As is apparent from the above-described embodiments, according to the high frequency induction heating apparatus of the present invention, the power is partially supplied to the heating coil by inserting the high frequency reactor partially connected in parallel with the heating coil. Therefore, at least two or more high-frequency power supplies and their associated devices are required for only one. For this reason, the cost can be significantly reduced, and the temperature control is also a simple switch on / off control for opening / closing the connection of the high frequency reactor, so that the reliability is improved.

The preferred embodiment of the present invention has been described above.
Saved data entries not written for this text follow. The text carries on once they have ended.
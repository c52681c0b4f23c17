use std::fmt;

use serde::{Deserialize, Serialize};

use crate::mass_balance::SimulationResult;
use crate::validation::SimulationInput;
use crate::yield_model::YieldDistribution;

/// Everything a front end needs to render one simulation.
#[derive(Debug, Clone, PartialEq, Serialize, Deserialize)]
pub struct SimulationReport {
    pub input: SimulationInput,
    /// Name of the temperature regime that supplied the yields.
    pub regime: String,
    pub distribution: YieldDistribution,
    pub result: SimulationResult,
}

impl SimulationReport {
    /// Oil, char and gas shares in percent.
    pub fn yield_percentages(&self) -> [f64; 3] {
        let d = &self.distribution;
        [d.oil * 100.0, d.char * 100.0, d.gas * 100.0]
    }

    pub fn csv_header() -> &'static str {
        concat!(
            "feedstock,temperature_c,initial_mass_kg,regime,",
            "oil_mass_kg,char_mass_kg,gas_mass_kg,co2_avoided_kg,net_profit_usd"
        )
    }

    pub fn to_csv_row(&self) -> String {
        let r = &self.result;
        format!(
            "{},{},{},{},{:.3},{:.3},{:.3},{:.3},{:.2}",
            self.input.feedstock().id(),
            self.input.temperature_c(),
            self.input.initial_mass_kg(),
            self.regime,
            r.oil_mass_kg,
            r.char_mass_kg,
            r.gas_mass_kg,
            r.co2_avoided_kg,
            r.net_profit_usd
        )
    }
}

impl fmt::Display for SimulationReport {
    fn fmt(&self, f: &mut fmt::Formatter<'_>) -> fmt::Result {
        let r = &self.result;
        let [oil_pct, char_pct, gas_pct] = self.yield_percentages();
        writeln!(
            f,
            "{} at {:.1} °C, {:.1} kg feed (regime: {})",
            self.input.feedstock(),
            self.input.temperature_c(),
            self.input.initial_mass_kg(),
            self.regime
        )?;
        writeln!(f, "  Bio-Oil yield   {:>10.1} kg  ({:.0}%)", r.oil_mass_kg, oil_pct)?;
        writeln!(f, "  Bio-Char yield  {:>10.1} kg  ({:.0}%)", r.char_mass_kg, char_pct)?;
        writeln!(f, "  Syngas yield    {:>10.1} kg  ({:.0}%)", r.gas_mass_kg, gas_pct)?;
        writeln!(f, "  CO2 avoided     {:>10.1} kg", r.co2_avoided_kg)?;
        write!(f, "  Net profit      {:>10.2} USD", r.net_profit_usd)
    }
}

#[cfg(test)]
mod tests {
    use super::*;
    use crate::feedstock::FeedstockCategory;
    use crate::mass_balance::compute;

    fn mid_plastic_report() -> SimulationReport {
        let distribution = YieldDistribution::new(0.80, 0.10, 0.10);
        SimulationReport {
            input: SimulationInput::new(FeedstockCategory::PlasticWaste, 500.0, 100.0).unwrap(),
            regime: "mid".into(),
            distribution,
            result: compute(&distribution, 100.0),
        }
    }

    #[test]
    fn test_percentages() {
        let [oil, char, gas] = mid_plastic_report().yield_percentages();
        assert!((oil - 80.0).abs() < 1e-9);
        assert!((char - 10.0).abs() < 1e-9);
        assert!((gas - 10.0).abs() < 1e-9);
    }

    #[test]
    fn test_csv_row_matches_header() {
        let report = mid_plastic_report();
        let row = report.to_csv_row();
        assert_eq!(
            row.split(',').count(),
            SimulationReport::csv_header().split(',').count()
        );
        assert_eq!(row, "plastic_waste,500,100,mid,80.000,10.000,10.000,150.000,33.00");
    }

    #[test]
    fn test_text_summary_mentions_key_figures() {
        let text = mid_plastic_report().to_string();
        assert!(text.starts_with("Plastic Waste at 500.0 °C"));
        assert!(text.contains("(80%)"));
        assert!(text.contains("33.00 USD"));
        assert!(text.contains("150.0 kg"));
    }

    #[test]
    fn test_json_shape() {
        let value = serde_json::to_value(mid_plastic_report()).unwrap();
        assert_eq!(value["input"]["feedstock"], "plastic_waste");
        assert_eq!(value["regime"], "mid");
        assert_eq!(value["distribution"]["char"], 0.1);
    }

    #[test]
    fn test_report_json_reloads_through_input_guard() {
        let report = mid_plastic_report();
        let json = serde_json::to_string(&report).unwrap();
        assert_eq!(serde_json::from_str::<SimulationReport>(&json).unwrap(), report);

        let tampered = json.replace("plastic_waste", "glass");
        assert!(serde_json::from_str::<SimulationReport>(&tampered).is_err());
    }
}
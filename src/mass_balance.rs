use serde::{Deserialize, Serialize};

use crate::error::EconomicsError;
use crate::yield_model::YieldDistribution;

/// Unit prices and offsets applied to a mass balance.
/// Defaults are illustrative figures, not fitted market data.
#[derive(Debug, Copy, Clone, PartialEq, Serialize, Deserialize)]
#[serde(try_from = "EconomicsSection", into = "EconomicsSection")]
pub struct EconomicParameters {
    oil_price_usd_per_kg: f64,
    char_price_usd_per_kg: f64,
    processing_cost_usd_per_kg: f64,
    co2_offset_kg_per_kg: f64,
}

impl EconomicParameters {
    /// Rejects NaN and infinite coefficients; signs are not constrained.
    pub fn new(
        oil_price_usd_per_kg: f64,
        char_price_usd_per_kg: f64,
        processing_cost_usd_per_kg: f64,
        co2_offset_kg_per_kg: f64,
    ) -> Result<Self, EconomicsError> {
        for (field, value) in [
            ("oil_price_usd_per_kg", oil_price_usd_per_kg),
            ("char_price_usd_per_kg", char_price_usd_per_kg),
            ("processing_cost_usd_per_kg", processing_cost_usd_per_kg),
            ("co2_offset_kg_per_kg", co2_offset_kg_per_kg),
        ] {
            if !value.is_finite() {
                return Err(EconomicsError::NonFiniteCoefficient { field, value });
            }
        }
        Ok(EconomicParameters {
            oil_price_usd_per_kg,
            char_price_usd_per_kg,
            processing_cost_usd_per_kg,
            co2_offset_kg_per_kg,
        })
    }

    pub fn oil_price_usd_per_kg(&self) -> f64 {
        self.oil_price_usd_per_kg
    }

    pub fn char_price_usd_per_kg(&self) -> f64 {
        self.char_price_usd_per_kg
    }

    /// Charged per kg of feedstock, not per kg of product.
    pub fn processing_cost_usd_per_kg(&self) -> f64 {
        self.processing_cost_usd_per_kg
    }

    /// kg CO2 avoided per kg of feedstock diverted from disposal.
    pub fn co2_offset_kg_per_kg(&self) -> f64 {
        self.co2_offset_kg_per_kg
    }
}

impl Default for EconomicParameters {
    fn default() -> Self {
        EconomicParameters {
            oil_price_usd_per_kg: 0.5,
            char_price_usd_per_kg: 0.3,
            processing_cost_usd_per_kg: 0.1,
            co2_offset_kg_per_kg: 1.5,
        }
    }
}

/// On-disk shape of the economics section; omitted keys keep their defaults.
#[derive(Debug, Clone, Copy, Serialize, Deserialize)]
#[serde(default, deny_unknown_fields)]
struct EconomicsSection {
    oil_price_usd_per_kg: f64,
    char_price_usd_per_kg: f64,
    processing_cost_usd_per_kg: f64,
    co2_offset_kg_per_kg: f64,
}

impl Default for EconomicsSection {
    fn default() -> Self {
        EconomicParameters::default().into()
    }
}

impl TryFrom<EconomicsSection> for EconomicParameters {
    type Error = EconomicsError;

    fn try_from(s: EconomicsSection) -> Result<Self, Self::Error> {
        EconomicParameters::new(
            s.oil_price_usd_per_kg,
            s.char_price_usd_per_kg,
            s.processing_cost_usd_per_kg,
            s.co2_offset_kg_per_kg,
        )
    }
}

impl From<EconomicParameters> for EconomicsSection {
    fn from(p: EconomicParameters) -> Self {
        EconomicsSection {
            oil_price_usd_per_kg: p.oil_price_usd_per_kg,
            char_price_usd_per_kg: p.char_price_usd_per_kg,
            processing_cost_usd_per_kg: p.processing_cost_usd_per_kg,
            co2_offset_kg_per_kg: p.co2_offset_kg_per_kg,
        }
    }
}

/// Absolute outputs of one simulation.
#[derive(Debug, Copy, Clone, PartialEq, Serialize, Deserialize)]
pub struct SimulationResult {
    pub oil_mass_kg: f64,
    pub char_mass_kg: f64,
    pub gas_mass_kg: f64,
    pub co2_avoided_kg: f64,
    /// May be negative.
    pub net_profit_usd: f64,
}

impl SimulationResult {
    pub fn total_product_mass_kg(&self) -> f64 {
        self.oil_mass_kg + self.char_mass_kg + self.gas_mass_kg
    }

    /// Gross revenue before processing cost, at the given prices.
    pub fn revenue_usd(&self, params: &EconomicParameters) -> f64 {
        self.oil_mass_kg * params.oil_price_usd_per_kg
            + self.char_mass_kg * params.char_price_usd_per_kg
    }
}

/// Linear mass balance: M_x = f_x * M_in.
#[derive(Debug, Clone, Default, PartialEq)]
pub struct MassBalanceCalculator {
    params: EconomicParameters,
}

impl MassBalanceCalculator {
    pub fn new(params: EconomicParameters) -> Self {
        MassBalanceCalculator { params }
    }

    pub fn params(&self) -> &EconomicParameters {
        &self.params
    }

    /// The mass is not re-checked here; a non-positive mass yields
    /// non-positive product masses rather than an error.
    pub fn compute(
        &self,
        distribution: &YieldDistribution,
        initial_mass_kg: f64,
    ) -> SimulationResult {
        let p = &self.params;
        let oil_mass_kg = initial_mass_kg * distribution.oil;
        let char_mass_kg = initial_mass_kg * distribution.char;
        let gas_mass_kg = initial_mass_kg * distribution.gas;

        // No revenue term for gas.
        let net_profit_usd = oil_mass_kg * p.oil_price_usd_per_kg
            + char_mass_kg * p.char_price_usd_per_kg
            - initial_mass_kg * p.processing_cost_usd_per_kg;

        SimulationResult {
            oil_mass_kg,
            char_mass_kg,
            gas_mass_kg,
            co2_avoided_kg: initial_mass_kg * p.co2_offset_kg_per_kg,
            net_profit_usd,
        }
    }
}

/// Mass balance with the default economic parameters.
pub fn compute(distribution: &YieldDistribution, initial_mass_kg: f64) -> SimulationResult {
    MassBalanceCalculator::default().compute(distribution, initial_mass_kg)
}
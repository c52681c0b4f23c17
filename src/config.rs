use std::fs;
use std::path::{Path, PathBuf};

use serde::{Deserialize, Serialize};
use thiserror::Error;
use tracing::info;

use crate::engine::PyrolysisEngine;
use crate::mass_balance::EconomicParameters;
use crate::yield_model::YieldTables;

#[derive(Debug, Error)]
pub enum ConfigError {
    #[error("failed to read config {path}: {source}")]
    Io {
        path: PathBuf,
        #[source]
        source: std::io::Error,
    },
    #[error("invalid config: {0}")]
    Parse(#[from] toml::de::Error),
}

/// Recalibration knobs. Any section left out keeps its built-in values.
#[derive(Debug, Clone, Default, PartialEq, Serialize, Deserialize)]
#[serde(default, deny_unknown_fields)]
pub struct EngineConfig {
    pub economics: EconomicParameters,
    pub yields: YieldTables,
}

impl EngineConfig {
    /// Rule tables are validated while parsing; a gap or overlap is a parse error.
    pub fn from_toml_str(s: &str) -> Result<Self, ConfigError> {
        Ok(toml::from_str(s)?)
    }

    pub fn load(path: impl AsRef<Path>) -> Result<Self, ConfigError> {
        let path = path.as_ref();
        let text = fs::read_to_string(path).map_err(|source| ConfigError::Io {
            path: path.to_path_buf(),
            source,
        })?;
        let config = Self::from_toml_str(&text)?;
        info!(path = %path.display(), "loaded engine config");
        Ok(config)
    }

    pub fn into_engine(self) -> PyrolysisEngine {
        PyrolysisEngine::with_tables(self.yields, self.economics)
    }
}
However, the present invention is not limited to the above-described embodiment, and it is needless to say that various design changes can be made without departing from the spirit of the present invention.

[Brief description of the drawings]

FIG. 1 is a block diagram showing an embodiment of a high frequency induction heating apparatus according to the present invention, and FIG. 2 is a block diagram of a conventional high frequency induction heating apparatus. 10,20 …… High frequency power supply 12,22 …… Resonance capacitor 14,24 …… Heating coil 16 …… Heating object 30 …… High frequency reactor 32,34 …… Switch

Claims (1)

(57) [Claims] 1. A high-frequency induction heating apparatus for uniformly heating the object to be heated by arranging heating coils driven by a high-frequency power source via a resonance capacitor respectively above and below the object to be heated. The heating coils arranged in are connected in series, these series heating coils are connected to the same power source, and one end of a common high-frequency reactor is connected at the connection point of these both heating coils, and the other end is connected to the power source side of both heating coils. The connection end and the first switch and the second, respectively
, One of the heating coils that is connected in parallel by closing the one switch and connected in parallel with the high frequency reactor, and the other switch is opened so that the current becomes smaller than that of the heating coil that is not connected in parallel with the high frequency reactor. A high-frequency induction heating device characterized by being configured to control.